“Oh, I’m not worrying much about him,” returned Bobby carelessly. “He probably got enough to last him for a while. Then, too, he knows that we have the number of his car and could get the police after him if we wanted to.”

“I don’t know but what we ought to do that anyway,” suggested Shiner. “It’s a tough gang and perhaps it’s already done something that the police are interested in finding out about.”

“I guess we’d better let well enough alone,” replied Bobby. “Besides, I doubt whether the doctor would care to have the school mixed up in the matter. But now let’s get along after those doughnuts of Pee Wee. If we wait till to-morrow he’ll have spent the money, and this scrap has given me an appetite.”

“What are we going to do with these apples?” asked Fred. “There’s quite a bunch of them in this bag.”

“We’ll drop in at the Hall and leave them with the housekeeper,” Bobby decided.

“Don’t you think the doctor himself ought to be told about these fellows so that he can keep a closer watch on the orchard?” asked Skeets.

“I suppose he ought,” agreed Bobby. “But I hate to speak to him about it for fear he’ll think we’re looking for praise for getting rid of the rascals. But come along anyway, and we’ll get these apples off our hands.”

As luck would have it, their modesty was not to be spared, for as they went through the front door of the school the first person they encountered was Dr. Raymond himself, who was emerging from one of the classrooms.
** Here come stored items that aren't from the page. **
//! Metadata queries and the typed record they produce.
//!
//! [`StatOptions`] is the entry point. The free functions [`query`], [`stat`], [`lstat`] and
//! [`is_symlink`] are shorthands for the common cases using the default [`LibcBoundary`].
//!
//! [`LibcBoundary`]: crate::native::LibcBoundary

mod display;
mod file_type;
mod metadata;
mod options;
mod timestamp;

pub use file_type::*;
pub use metadata::*;
pub use options::*;
pub use timestamp::*;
The doctor was a tall spare man with an intellectual, finely cut face and a pair of eyes that could look right through one if he were guilty of any violation of rules but that more frequently had a twinkle in them that bespoke a kindly nature and the possession of a sense of humor. He was a strict disciplinarian and an excellent administrator, and had raised the school to a position of such high repute that he had been forced to establish a waiting list. Although the boys knew that he was not to be trifled with, they liked him because he was uniformly just and fair in his dealings with them.

He glanced at them with an expression of some surprise as he noted the bag of apples that Fred carried in his hand.